A spectrometer aboard the Chandra X-ray Observatory recently has returned less crisp data than expected, said Harvey Tananbaum, director of the Smithsonian Astrophysical Observatory Chandra X-ray Center in Cambridge, Massachusetts.
Engineers are running diagnostics to learn more about what is degrading incoming images and how to fix the glitch.
The problem involves light-sensing chips on one side of the spectrometer, which is used for science observations.
Initially, Chandra was planned for a lower orbit around Earth, but cost constraints forced a redesign that put the telescope in a higher orbit that passed through radiation belts that can be lethal to astronauts. Chandra has no hooks or grips on it that would allow astronauts to latch on and repair it.
For that reason, Chandra failures must be fixed, if possible, remotely via computers on Earth. With the Hubble Space Telescope, astronauts fixed its defective 94-inch primary mirror in space in 1993.

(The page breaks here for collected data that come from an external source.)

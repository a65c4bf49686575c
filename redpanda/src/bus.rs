//! Producer side and subscription setup.

use crate::forward::forward;
use rdkafka::config::ClientConfig;
use rdkafka::consumer::{Consumer, StreamConsumer};
use rdkafka::producer::{FutureProducer, FutureRecord};
use rdkafka::util::Timeout;
use std::future::Future;
use std::pin::Pin;
use std::time::Duration;
use stockroom_core::event::SerializedEvent;
use stockroom_core::event_bus::{EventBus, EventBusError, EventStream};

const DEFAULT_BUFFER: usize = 1000;
const DEFAULT_TIMEOUT: Duration = Duration::from_secs(5);

/// Message bus backed by a Kafka-compatible broker.
///
/// One producer is shared by every publisher; each [`EventBus::subscribe`]
/// call creates its own consumer in the configured group.
pub struct RedpandaEventBus {
    producer: FutureProducer,
    brokers: String,
    timeout: Duration,
    consumer_group: Option<String>,
    buffer_size: usize,
    auto_offset_reset: String,
}

impl RedpandaEventBus {
    /// Bus with default settings.
    ///
    /// # Errors
    ///
    /// Returns [`EventBusError::ConnectionFailed`] if the producer cannot be created.
    pub fn new(brokers: &str) -> Result<Self, EventBusError> {
        Self::builder().brokers(brokers).build()
    }

    /// Start configuring a bus.
    #[must_use]
    pub fn builder() -> RedpandaEventBusBuilder {
        RedpandaEventBusBuilder::default()
    }

    /// Bootstrap servers.
    #[must_use]
    pub fn brokers(&self) -> &str {
        &self.brokers
    }

    fn group_for(&self, topics: &[String]) -> String {
        self.consumer_group.clone().unwrap_or_else(|| {
            let mut sorted = topics.to_vec();
            sorted.sort();
            format!("stockroom-{}", sorted.join("-"))
        })
    }
}

/// Builder for [`RedpandaEventBus`].
#[derive(Default)]
pub struct RedpandaEventBusBuilder {
    brokers: Option<String>,
    acks: Option<String>,
    timeout: Option<Duration>,
    consumer_group: Option<String>,
    buffer_size: Option<usize>,
    auto_offset_reset: Option<String>,
}

impl RedpandaEventBusBuilder {
    /// Comma-separated bootstrap servers.
    #[must_use]
    pub fn brokers(mut self, brokers: impl Into<String>) -> Self {
        self.brokers = Some(brokers.into());
        self
    }

    /// Producer acknowledgement mode, `"all"` by default.
    #[must_use]
    pub fn acks(mut self, acks: impl Into<String>) -> Self {
        self.acks = Some(acks.into());
        self
    }

    /// Producer send timeout, 5 seconds by default.
    #[must_use]
    pub const fn timeout(mut self, timeout: Duration) -> Self {
        self.timeout = Some(timeout);
        self
    }

    /// Consumer group shared by every instance of the service.
    ///
    /// Without one, the group is derived from the subscribed topics.
    #[must_use]
    pub fn consumer_group(mut self, group: impl Into<String>) -> Self {
        self.consumer_group = Some(group.into());
        self
    }

    /// Records buffered between the consumer task and the subscriber.
    #[must_use]
    pub fn buffer_size(mut self, size: usize) -> Self {
        self.buffer_size = Some(size.max(1));
        self
    }

    /// Where a new group starts reading: `"earliest"` or `"latest"` (default).
    #[must_use]
    pub fn auto_offset_reset(mut self, policy: impl Into<String>) -> Self {
        self.auto_offset_reset = Some(policy.into());
        self
    }

    /// Create the producer.
    ///
    /// # Errors
    ///
    /// Returns [`EventBusError::ConnectionFailed`] if brokers are missing or
    /// the producer configuration is rejected.
    pub fn build(self) -> Result<RedpandaEventBus, EventBusError> {
        let brokers = self
            .brokers
            .ok_or_else(|| EventBusError::ConnectionFailed("Brokers not configured".to_string()))?;
        let acks = self.acks.unwrap_or_else(|| "all".to_string());

        let producer: FutureProducer = ClientConfig::new()
            .set("bootstrap.servers", &brokers)
            .set("message.timeout.ms", "5000")
            .set("acks", &acks)
            .create()
            .map_err(|e| EventBusError::ConnectionFailed(format!("Failed to create producer: {e}")))?;

        let bus = RedpandaEventBus {
            producer,
            brokers,
            timeout: self.timeout.unwrap_or(DEFAULT_TIMEOUT),
            consumer_group: self.consumer_group,
            buffer_size: self.buffer_size.unwrap_or(DEFAULT_BUFFER),
            auto_offset_reset: self.auto_offset_reset.unwrap_or_else(|| "latest".to_string()),
        };

        tracing::info!(
            brokers = %bus.brokers,
            acks = %acks,
            consumer_group = ?bus.consumer_group,
            "Message bus ready"
        );
        Ok(bus)
    }
}

impl EventBus for RedpandaEventBus {
    fn publish(
        &self,
        topic: &str,
        event: &SerializedEvent,
    ) -> Pin<Box<dyn Future<Output = Result<(), EventBusError>> + Send + '_>> {
        let topic = topic.to_string();
        let payload = bincode::serialize(event);
        let key = event.event_type.clone();

        Box::pin(async move {
            let payload = payload.map_err(|e| EventBusError::PublishFailed {
                topic: topic.clone(),
                reason: format!("Failed to serialize event: {e}"),
            })?;
            let record = FutureRecord::to(&topic).payload(&payload).key(key.as_bytes());

            match self.producer.send(record, Timeout::After(self.timeout)).await {
                Ok((partition, offset)) => {
                    tracing::debug!(topic = %topic, partition, offset, event_type = %key, "Event published");
                    Ok(())
                }
                Err((e, _)) => {
                    tracing::error!(topic = %topic, error = %e, "Failed to publish event");
                    Err(EventBusError::PublishFailed {
                        topic,
                        reason: e.to_string(),
                    })
                }
            }
        })
    }

    fn subscribe(
        &self,
        topics: &[&str],
    ) -> Pin<Box<dyn Future<Output = Result<EventStream, EventBusError>> + Send + '_>> {
        let topics: Vec<String> = topics.iter().map(|t| (*t).to_string()).collect();

        Box::pin(async move {
            let group = self.group_for(&topics);
            let failed = |reason: String| EventBusError::SubscriptionFailed {
                topics: topics.clone(),
                reason,
            };

            let consumer: StreamConsumer = ClientConfig::new()
                .set("bootstrap.servers", &self.brokers)
                .set("group.id", &group)
                .set("enable.auto.commit", "false")
                .set("auto.offset.reset", &self.auto_offset_reset)
                .set("session.timeout.ms", "6000")
                .set("enable.partition.eof", "false")
                .create()
                .map_err(|e| failed(format!("Failed to create consumer: {e}")))?;

            let refs: Vec<&str> = topics.iter().map(String::as_str).collect();
            consumer
                .subscribe(&refs)
                .map_err(|e| failed(format!("Failed to subscribe to topics: {e}")))?;

            tracing::info!(topics = ?topics, consumer_group = %group, "Subscribed to topics");

            let (tx, mut rx) = tokio::sync::mpsc::channel(self.buffer_size);
            tokio::spawn(forward(consumer, tx));

            let stream = async_stream::stream! {
                while let Some(item) = rx.recv().await {
                    yield item;
                }
            };
            Ok(Box::pin(stream) as EventStream)
        })
    }
}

As for Chandra, most experiments planned with the spectrometer can go forward using the back side of the instrument or a separate camera instrument, said Martin Weisskopf, Chandra project scientist at NASA's Marshall Space Flight Center in Alabama. Marshall oversees the mission.
The observatory was released from the space shuttle in July and returned its first images of a supernova remnant a month later.
Overall, the telescope is in excellent health and performing as expected, Weisskopf said.
Engineers and scientists recently have used the telescope to observe the Capella star system and coordinated to match those data with observations from NASA's Hubble Space Telescope, the National Science Foundation's Very Large Array radio telescope and various satellites.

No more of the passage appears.